Every line of the material that includes the word "ResponseCache" is to be shown.
** DATA EXTRACT follows **
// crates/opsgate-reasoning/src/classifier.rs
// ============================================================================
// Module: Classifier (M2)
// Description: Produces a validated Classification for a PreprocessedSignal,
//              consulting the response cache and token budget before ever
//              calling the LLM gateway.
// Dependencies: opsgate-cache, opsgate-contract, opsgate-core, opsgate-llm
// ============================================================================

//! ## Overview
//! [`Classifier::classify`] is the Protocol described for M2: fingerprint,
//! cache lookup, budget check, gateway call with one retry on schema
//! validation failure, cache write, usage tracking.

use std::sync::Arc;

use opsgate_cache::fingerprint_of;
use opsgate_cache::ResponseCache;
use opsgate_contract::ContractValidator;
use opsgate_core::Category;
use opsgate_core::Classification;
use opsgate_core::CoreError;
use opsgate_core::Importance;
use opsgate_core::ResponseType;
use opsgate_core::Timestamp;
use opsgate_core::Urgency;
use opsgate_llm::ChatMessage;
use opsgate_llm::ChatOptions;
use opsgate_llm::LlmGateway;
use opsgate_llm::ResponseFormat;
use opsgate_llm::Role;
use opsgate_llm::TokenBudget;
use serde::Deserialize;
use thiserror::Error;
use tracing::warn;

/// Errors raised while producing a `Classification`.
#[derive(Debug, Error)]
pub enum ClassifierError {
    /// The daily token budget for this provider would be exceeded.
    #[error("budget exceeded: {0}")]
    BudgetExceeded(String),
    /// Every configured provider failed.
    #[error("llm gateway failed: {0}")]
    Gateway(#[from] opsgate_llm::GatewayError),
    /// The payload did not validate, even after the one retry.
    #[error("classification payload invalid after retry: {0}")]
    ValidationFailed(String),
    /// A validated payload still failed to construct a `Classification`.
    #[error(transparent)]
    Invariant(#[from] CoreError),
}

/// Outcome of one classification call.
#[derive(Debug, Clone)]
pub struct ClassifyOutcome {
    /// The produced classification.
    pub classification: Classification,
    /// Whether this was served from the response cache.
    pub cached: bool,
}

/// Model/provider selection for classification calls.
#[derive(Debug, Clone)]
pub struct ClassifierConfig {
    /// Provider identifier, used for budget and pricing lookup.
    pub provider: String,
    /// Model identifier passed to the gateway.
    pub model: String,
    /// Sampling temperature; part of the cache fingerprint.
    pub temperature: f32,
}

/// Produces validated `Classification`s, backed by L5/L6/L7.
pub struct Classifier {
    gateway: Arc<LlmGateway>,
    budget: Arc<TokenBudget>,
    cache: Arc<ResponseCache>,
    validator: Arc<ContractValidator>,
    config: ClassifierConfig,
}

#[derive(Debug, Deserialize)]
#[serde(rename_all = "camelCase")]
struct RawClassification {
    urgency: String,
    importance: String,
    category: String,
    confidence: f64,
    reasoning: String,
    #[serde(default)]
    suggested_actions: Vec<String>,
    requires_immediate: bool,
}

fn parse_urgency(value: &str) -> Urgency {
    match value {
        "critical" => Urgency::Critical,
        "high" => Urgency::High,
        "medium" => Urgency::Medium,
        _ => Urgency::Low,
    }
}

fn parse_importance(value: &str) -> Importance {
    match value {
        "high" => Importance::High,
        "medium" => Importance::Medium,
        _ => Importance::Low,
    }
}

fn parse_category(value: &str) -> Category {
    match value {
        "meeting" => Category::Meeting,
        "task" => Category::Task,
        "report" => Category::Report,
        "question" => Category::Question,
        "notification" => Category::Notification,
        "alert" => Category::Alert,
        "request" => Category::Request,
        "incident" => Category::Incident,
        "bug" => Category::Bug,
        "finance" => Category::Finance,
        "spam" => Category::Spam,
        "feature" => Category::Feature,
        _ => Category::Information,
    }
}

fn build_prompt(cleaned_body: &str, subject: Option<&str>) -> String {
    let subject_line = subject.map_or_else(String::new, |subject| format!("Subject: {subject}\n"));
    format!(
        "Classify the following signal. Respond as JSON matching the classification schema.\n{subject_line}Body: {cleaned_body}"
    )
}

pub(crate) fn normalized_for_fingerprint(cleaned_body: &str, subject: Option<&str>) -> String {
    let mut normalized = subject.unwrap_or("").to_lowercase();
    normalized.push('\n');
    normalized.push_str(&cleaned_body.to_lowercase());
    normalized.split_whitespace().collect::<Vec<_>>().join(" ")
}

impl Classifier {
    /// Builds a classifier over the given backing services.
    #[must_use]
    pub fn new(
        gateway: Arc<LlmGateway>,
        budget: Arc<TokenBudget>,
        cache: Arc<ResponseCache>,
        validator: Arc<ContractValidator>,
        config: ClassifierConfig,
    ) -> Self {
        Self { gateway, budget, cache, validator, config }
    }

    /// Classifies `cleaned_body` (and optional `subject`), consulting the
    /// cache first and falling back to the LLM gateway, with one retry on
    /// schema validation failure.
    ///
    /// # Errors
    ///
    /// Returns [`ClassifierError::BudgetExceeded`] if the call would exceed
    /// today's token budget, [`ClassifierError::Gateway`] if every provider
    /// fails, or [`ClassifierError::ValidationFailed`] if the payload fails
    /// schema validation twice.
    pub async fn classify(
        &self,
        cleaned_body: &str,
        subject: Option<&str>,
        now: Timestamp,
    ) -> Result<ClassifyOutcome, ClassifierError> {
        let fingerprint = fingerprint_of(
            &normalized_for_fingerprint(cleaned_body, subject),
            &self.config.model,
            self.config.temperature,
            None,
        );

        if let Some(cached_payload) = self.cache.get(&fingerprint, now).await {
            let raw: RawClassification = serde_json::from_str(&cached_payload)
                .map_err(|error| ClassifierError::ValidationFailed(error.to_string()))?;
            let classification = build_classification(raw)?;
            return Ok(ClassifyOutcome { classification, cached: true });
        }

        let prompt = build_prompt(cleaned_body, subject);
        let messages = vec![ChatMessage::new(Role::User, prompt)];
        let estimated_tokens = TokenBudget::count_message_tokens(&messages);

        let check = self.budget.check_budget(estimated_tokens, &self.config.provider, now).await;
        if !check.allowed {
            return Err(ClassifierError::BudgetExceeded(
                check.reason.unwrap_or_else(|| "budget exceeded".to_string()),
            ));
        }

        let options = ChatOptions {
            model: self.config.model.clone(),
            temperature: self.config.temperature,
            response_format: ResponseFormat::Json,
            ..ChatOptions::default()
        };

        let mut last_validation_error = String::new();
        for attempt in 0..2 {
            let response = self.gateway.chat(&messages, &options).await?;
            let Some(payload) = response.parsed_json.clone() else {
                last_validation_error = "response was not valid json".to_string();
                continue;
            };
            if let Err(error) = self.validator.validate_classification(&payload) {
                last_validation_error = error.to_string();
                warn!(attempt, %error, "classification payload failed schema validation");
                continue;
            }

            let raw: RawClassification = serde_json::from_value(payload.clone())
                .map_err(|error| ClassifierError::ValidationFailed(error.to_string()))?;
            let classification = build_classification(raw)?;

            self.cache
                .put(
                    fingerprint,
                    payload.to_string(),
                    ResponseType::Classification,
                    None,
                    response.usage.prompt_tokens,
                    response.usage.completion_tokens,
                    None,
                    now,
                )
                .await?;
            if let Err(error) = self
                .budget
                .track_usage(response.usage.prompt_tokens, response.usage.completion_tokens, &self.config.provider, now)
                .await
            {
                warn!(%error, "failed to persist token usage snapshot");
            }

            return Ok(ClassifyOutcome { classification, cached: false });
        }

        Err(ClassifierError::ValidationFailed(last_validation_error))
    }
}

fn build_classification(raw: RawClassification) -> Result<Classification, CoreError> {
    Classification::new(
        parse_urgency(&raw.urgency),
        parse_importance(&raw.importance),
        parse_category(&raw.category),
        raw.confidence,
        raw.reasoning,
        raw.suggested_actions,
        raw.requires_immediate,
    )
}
** End of DATA EXTRACT **
### RESULT
use opsgate_cache::ResponseCache;
    cache: Arc<ResponseCache>,
        cache: Arc<ResponseCache>,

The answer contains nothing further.